Richardson, of course, was right to distinguish the two, but he was wrong, alas, to believe that he was the first to describe the species as new. Less than a year earlier, in May 1831, Johann Georg Wagler had unpacked a box of specimens sent from Mexico by the Bavarian collector Keerl, and in it recognized a gull first described in the late sixteenth century by Francisco Hernandez de Toledo, who wrote from Mexico that

 this bird of the genus of gulls or diving birds is not at all unlike the gray species depicted by a recent author, in both size and color; but it has both crown and bill black, the latter rather curved and reddish at the very tip. The legs are black tending to deep red, the tail gray above, and the outer portions of the wing are in part white and in part black, with small bright white spots at intervals. It dwells around lakes and rivers, and eats small fish and insects. It is not a resident bird here and does not raise its young in Mexican waters. It is edible, but not well suited as food. It is aquatic and noisy, and gnaws on bones and eats whatever it encounters.

Wagler’s unflattering scientific epithet for the bird comes from Hernandez, who recorded that the Aztecs called it “pipixcan,” or “the thieving bird.”

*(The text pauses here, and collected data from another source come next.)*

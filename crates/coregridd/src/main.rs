//! coregridd — the coregrid daemon.
//!
//! Single binary that assembles the coregrid subsystems:
//! - Cluster configuration (`coregrid.toml`)
//! - Placement engine
//! - Step accounting with its profile timer
//! - REST API
//!
//! # Usage
//!
//! ```text
//! coregridd standalone --config /etc/coregrid/coregrid.toml --port 6820
//! ```

use std::net::SocketAddr;
use std::path::PathBuf;
use std::sync::Arc;
use std::time::Duration;

use anyhow::Context;
use clap::{Parser, Subcommand};
use coregrid_acct::{
    Capabilities, LocalControl, LustreStats, OfedCounters, ProfileTimer, RaplEnergy, StepManager, TracingSink,
    Tracking,
};
use coregrid_core::ClusterConfig;
use coregrid_select::SelectEngine;
use tokio::sync::watch;
use tracing::info;

#[derive(Parser)]
#[command(name = "coregridd", about = "coregrid daemon")]
struct Cli {
    /// Emit logs as JSON lines.
    #[arg(long, global = true)]
    log_json: bool,

    #[command(subcommand)]
    command: Command,
}

#[derive(Subcommand)]
enum Command {
    /// Run placement, accounting and the API in one process.
    Standalone {
        /// Cluster configuration file.
        #[arg(long, default_value = "/etc/coregrid/coregrid.toml")]
        config: PathBuf,

        /// Port to listen on.
        #[arg(long, default_value = "6820")]
        port: u16,

        /// Track step processes through this cgroup root instead of by
        /// process group.
        #[arg(long)]
        cgroup_root: Option<PathBuf>,

        /// Sample node energy from RAPL.
        #[arg(long)]
        energy_rapl: bool,

        /// Sample Lustre client counters.
        #[arg(long)]
        lustre: bool,

        /// Sample InfiniBand port counters.
        #[arg(long)]
        ofed: bool,
    },

    /// Parse a configuration file and print it back.
    CheckConfig {
        #[arg(long, default_value = "/etc/coregrid/coregrid.toml")]
        config: PathBuf,
    },
}

struct StandaloneOpts {
    config: PathBuf,
    port: u16,
    cgroup_root: Option<PathBuf>,
    energy_rapl: bool,
    lustre: bool,
    ofed: bool,
}

fn init_tracing(json: bool) -> anyhow::Result<()> {
    let filter = match tracing_subscriber::EnvFilter::try_from_default_env() {
        Ok(filter) => filter,
        Err(_) => tracing_subscriber::EnvFilter::try_new("info,coregrid=debug")?,
    };
    let builder = tracing_subscriber::fmt().with_env_filter(filter);
    if json {
        builder.json().init();
    } else {
        builder.init();
    }
    Ok(())
}

#[tokio::main]
async fn main() -> anyhow::Result<()> {
    let cli = Cli::parse();
    init_tracing(cli.log_json)?;

    match cli.command {
        Command::Standalone {
            config,
            port,
            cgroup_root,
            energy_rapl,
            lustre,
            ofed,
        } => {
            run_standalone(StandaloneOpts {
                config,
                port,
                cgroup_root,
                energy_rapl,
                lustre,
                ofed,
            })
            .await
        }
        Command::CheckConfig { config } => {
            let cfg = ClusterConfig::from_file(&config)
                .with_context(|| format!("loading {}", config.display()))?;
            println!("{}", cfg.to_toml_string()?);
            Ok(())
        }
    }
}

fn capabilities(cfg: &ClusterConfig, opts: &StandaloneOpts) -> Capabilities {
    let acct = &cfg.acct_gather;
    let mut caps = Capabilities::none();
    if opts.energy_rapl {
        caps.energy = Some(Box::new(RaplEnergy::new(&acct.sysfs_root)));
    }
    if opts.lustre {
        caps.filesystem = Some(Box::new(LustreStats::new(&acct.proc_root)));
    }
    if opts.ofed {
        caps.interconnect = Some(Box::new(OfedCounters::new(&acct.sysfs_root)));
    }
    caps
}

async fn run_standalone(opts: StandaloneOpts) -> anyhow::Result<()> {
    info!("coregrid daemon starting in standalone mode");

    let cfg = ClusterConfig::from_file(&opts.config)
        .with_context(|| format!("loading {}", opts.config.display()))?;
    info!(path = ?opts.config, nodes = cfg.nodes.len(), partitions = cfg.partitions.len(), "configuration loaded");

    // ── Initialize subsystems ──────────────────────────────────

    let engine = Arc::new(SelectEngine::from_config(&cfg)?);
    info!(nodes = engine.inventory().node_count(), "placement engine initialized");

    let (steps, options) = StepManager::from_config(
        &cfg.acct_gather,
        capabilities(&cfg, &opts),
        Arc::new(LocalControl),
    )?;
    let timer = ProfileTimer::new();
    let mut steps = steps.with_sink(Arc::new(TracingSink)).with_timer(timer.clone());
    if let Some(root) = &opts.cgroup_root {
        steps = steps.with_tracking(Tracking::Cgroup { root: root.clone() });
    }
    let steps = Arc::new(steps);
    info!(frequency_secs = options.frequency_secs, "step accounting initialized");

    // ── Start background tasks ─────────────────────────────────

    let (shutdown_tx, mut shutdown_rx) = watch::channel(false);
    let timer_handle = (options.frequency_secs > 0).then(|| timer.start(Duration::from_secs(options.frequency_secs)));

    let accounting = steps.clone();
    let accounting_handle = tokio::spawn(async move {
        let _ = shutdown_rx.changed().await;
        accounting.end_poll();
    });

    // ── Start API server ───────────────────────────────────────

    let router = coregrid_api::build_router(engine, steps);
    let addr = SocketAddr::from(([0, 0, 0, 0], opts.port));
    info!(%addr, "API server starting");

    let listener = tokio::net::TcpListener::bind(addr).await?;
    axum::serve(listener, router)
        .with_graceful_shutdown(async move {
            if let Err(e) = tokio::signal::ctrl_c().await {
                tracing::warn!(error = %e, "no CTRL+C handler; shutting down");
            }
            info!("shutdown signal received");
            let _ = shutdown_tx.send(true);
        })
        .await?;

    let _ = accounting_handle.await;
    timer.shutdown();
    if let Some(handle) = timer_handle {
        let _ = tokio::task::spawn_blocking(move || handle.join()).await;
    }

    info!("coregrid daemon stopped");
    Ok(())
}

It took close to a hundred years for Wagler’s priority to be recognized by English-speaking ornithology, and by the time pipixcan was officially restored as the gull’s scientific name, the vernacular name commemorating Franklin had been long and firmly established.

For observers lucky enough to be watching the great flocks move south these coming weeks, the name Franklin’s gull is a reminder of an explorer whose final fate is still imperfectly known — but whose spirit floats over every autumn on its way from one hemisphere to the next.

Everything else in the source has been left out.